The pinging means that a string is catching at the nut - usually happens when you bend, and causes that string to go sharp (and the others slightly flat, as above). Ensuring that all strings move freely at all points where they come into contact with something - trem block exit, saddle, nut and string tree - is absolutely essential. The nut slot in particular must be smooth - you can do this with a very thin piece of sandpaper; then you can drop some graphite or proprietary lubricant in the slot. A bit of grease or vaseline (oil like 3-in-1 is too thin) on the other contact points will help.

The other thing you might want to do is check out Carl Verheyen's tuning method:

YouTube - Carl Verheyen Guitar Lesson 2 - Whammy Bar Setup Secrets


Senior Stratmaster
Dec 8, 2008
Ajax, Canada
Two point floating bridges can easily stay in tune if you know how to set them up.
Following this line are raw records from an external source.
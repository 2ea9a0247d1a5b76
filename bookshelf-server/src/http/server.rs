//! Axum server setup
//!
//! Server skeleton with:
//! - Open CORS (any origin, no credentials)
//! - Tracing middleware
//! - Per-request timeout (default 60s)
//! - Panic recovery
//! - Graceful shutdown on SIGTERM/Ctrl+C

use std::net::SocketAddr;
use std::sync::Arc;
use std::time::Duration;

use axum::http::{header, HeaderName, Method};
use axum::Router;
use tokio::net::TcpListener;
use tower::ServiceBuilder;
use tower_http::catch_panic::CatchPanicLayer;
use tower_http::cors::{Any, CorsLayer};
use tower_http::timeout::TimeoutLayer;
use tower_http::trace::{DefaultMakeSpan, DefaultOnResponse, TraceLayer};
use tracing::Level;

use super::error::panic_response;
use super::routes;
use crate::db::repos::BookRepo;

/// Server configuration
#[derive(Debug, Clone)]
pub struct ServerConfig {
    /// Address to bind to (default: 0.0.0.0:8080)
    pub bind_addr: SocketAddr,

    /// Upper bound on any single request (default: 60s)
    pub request_timeout: Duration,
}

impl Default for ServerConfig {
    fn default() -> Self {
        Self {
            bind_addr: SocketAddr::from(([0, 0, 0, 0], 8080)),
            request_timeout: Duration::from_secs(60),
        }
    }
}

/// Shared application state
///
/// Read-only after startup; the repository holds the only shared resource.
#[derive(Clone)]
pub struct AppState {
    pub books: BookRepo,
}

/// Build the router with all routes and middleware.
pub fn build_router(state: AppState, config: &ServerConfig) -> Router {
    let cors = CorsLayer::new()
        .allow_origin(Any)
        .allow_methods([
            Method::GET,
            Method::POST,
            Method::PUT,
            Method::DELETE,
            Method::OPTIONS,
        ])
        .allow_headers([
            header::ACCEPT,
            header::AUTHORIZATION,
            header::CONTENT_TYPE,
            HeaderName::from_static("x-csrf-token"),
        ])
        .expose_headers([header::LINK])
        .max_age(Duration::from_secs(300));

    let middleware = ServiceBuilder::new()
        .layer(
            TraceLayer::new_for_http()
                .make_span_with(DefaultMakeSpan::new().level(Level::INFO))
                .on_response(DefaultOnResponse::new().level(Level::INFO)),
        )
        .layer(CatchPanicLayer::custom(panic_response))
        .layer(TimeoutLayer::new(config.request_timeout))
        .layer(cors);

    Router::new()
        .merge(routes::health::router())
        .merge(routes::books::router())
        .layer(middleware)
        .with_state(Arc::new(state))
}

/// Run the HTTP server until a shutdown signal arrives.
///
/// # Example
///
/// ```ignore
/// let pool = init_pool(database_url.as_deref()).await?;
/// run_server(BookRepo::from_pool(pool), ServerConfig::default()).await?;
/// ```
pub async fn run_server(books: BookRepo, config: ServerConfig) -> Result<(), ServerError> {
    if !books.is_available() {
        tracing::warn!("Running without a database; /api routes will answer 503");
    }
    let app = build_router(AppState { books }, &config);

    let listener = TcpListener::bind(config.bind_addr).await?;
    tracing::info!("Server listening on {}", config.bind_addr);
    tracing::info!("Endpoints: GET /health, GET /api/books, GET /api/books/{{id}}");

    axum::serve(listener, app)
        .with_graceful_shutdown(shutdown_signal())
        .await?;

    tracing::info!("Server shutdown complete");
    Ok(())
}

/// Wait for shutdown signal (Ctrl+C or SIGTERM).
async fn shutdown_signal() {
    let ctrl_c = async {
        if let Err(e) = tokio::signal::ctrl_c().await {
            tracing::error!("failed to listen for Ctrl+C: {}", e);
            std::future::pending::<()>().await;
        }
    };

    #[cfg(unix)]
    let terminate = async {
        match tokio::signal::unix::signal(tokio::signal::unix::SignalKind::terminate()) {
            Ok(mut signal) => {
                signal.recv().await;
            }
            Err(e) => {
                tracing::error!("failed to install SIGTERM handler: {}", e);
                std::future::pending::<()>().await;
            }
        }
    };

    #[cfg(not(unix))]
    let terminate = std::future::pending::<()>();

    tokio::select! {
        _ = ctrl_c => {
            tracing::info!("Received Ctrl+C, starting shutdown");
        }
        _ = terminate => {
            tracing::info!("Received SIGTERM, starting shutdown");
        }
    }
}

/// Server error type
#[derive(Debug, thiserror::Error)]
pub enum ServerError {
    #[error("IO error: {0}")]
    Io(#[from] std::io::Error),
}
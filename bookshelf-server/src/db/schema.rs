//! Schema provisioning for the catalog tables
//!
//! Every statement is `IF NOT EXISTS`, so this runs on every startup. Several
//! instances may start at once and race on the same DDL; the loser gets an
//! error that is logged and ignored. A request against a table that really
//! is missing fails on its own query later.

use sqlx::PgPool;

const BOOKS_TABLE: &str = r#"
    CREATE TABLE IF NOT EXISTS books (
        id VARCHAR(36) PRIMARY KEY DEFAULT gen_random_uuid(),
        title VARCHAR(255) NOT NULL,
        author VARCHAR(255) NOT NULL,
        description TEXT,
        cover_url TEXT,
        year VARCHAR(4),
        created_at TIMESTAMP DEFAULT NOW(),
        updated_at TIMESTAMP DEFAULT NOW()
    )
"#;

const CHAPTERS_TABLE: &str = r#"
    CREATE TABLE IF NOT EXISTS chapters (
        id VARCHAR(36) PRIMARY KEY DEFAULT gen_random_uuid(),
        book_id VARCHAR(36) NOT NULL REFERENCES books(id) ON DELETE CASCADE,
        title VARCHAR(255) NOT NULL,
        summary TEXT,
        audio_url TEXT,
        order_num INTEGER DEFAULT 0,
        created_at TIMESTAMP DEFAULT NOW()
    )
"#;

const INDEXES: [&str; 2] = [
    "CREATE INDEX IF NOT EXISTS idx_books_author ON books(author)",
    "CREATE INDEX IF NOT EXISTS idx_chapters_book_id ON chapters(book_id)",
];

/// Provisioning step names, in execution order.
pub const STEPS: [&str; 3] = ["books table", "chapters table", "indexes"];

/// Outcome of one [`ensure_schema`] run.
#[derive(Debug, Clone, Default, PartialEq, Eq)]
pub struct SchemaReport {
    pub applied: Vec<&'static str>,
    /// Failed steps with the database error text.
    pub failed: Vec<(&'static str, String)>,
}

impl SchemaReport {
    /// True when every step succeeded.
    pub fn is_complete(&self) -> bool {
        self.failed.is_empty()
    }

    fn record(&mut self, step: &'static str, result: Result<(), sqlx::Error>) {
        match result {
            Ok(()) => self.applied.push(step),
            Err(e) => {
                tracing::warn!(step, error = %e, "Could not provision schema step");
                self.failed.push((step, e.to_string()));
            }
        }
    }
}

/// Ensure the `books` and `chapters` tables and their indexes exist.
///
/// Idempotent. Each step is attempted even if an earlier one failed, and
/// failures are reported rather than returned.
pub async fn ensure_schema(pool: &PgPool) -> SchemaReport {
    tracing::info!("Provisioning database schema...");
    let mut report = SchemaReport::default();

    report.record(STEPS[0], execute(pool, BOOKS_TABLE).await);
    report.record(STEPS[1], execute(pool, CHAPTERS_TABLE).await);
    report.record(STEPS[2], create_indexes(pool).await);

    if report.is_complete() {
        tracing::info!("Database schema ready");
    } else {
        tracing::warn!(
            failed = report.failed.len(),
            "Database schema provisioned with failures"
        );
    }
    report
}

async fn execute(pool: &PgPool, sql: &str) -> Result<(), sqlx::Error> {
    sqlx::query(sql).execute(pool).await.map(|_| ())
}

async fn create_indexes(pool: &PgPool) -> Result<(), sqlx::Error> {
    for sql in INDEXES {
        execute(pool, sql).await?;
    }
    Ok(())
}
1. Remove the Spring cover on the back of your Strat
2. loosen off the spring claw screws about 1/2"
3. insert wood shim (or shims if necessary) behind the string block so that the rear of the bridge plate sits off the body about 1/8"
4. With the bridge "blocked" by the shim, tune guitar to standard pitch, then stretch the strings by gently pulling up on each one - now retune to pitch again
5. with the guitar tuned to pitch, begin to gradually tighten the spring claw screws evenly
6. As you tighten, the spring tension will increase until it is balanced with the string tension. At this point the wood shim will fall out or can be easily slid out from behind the string block.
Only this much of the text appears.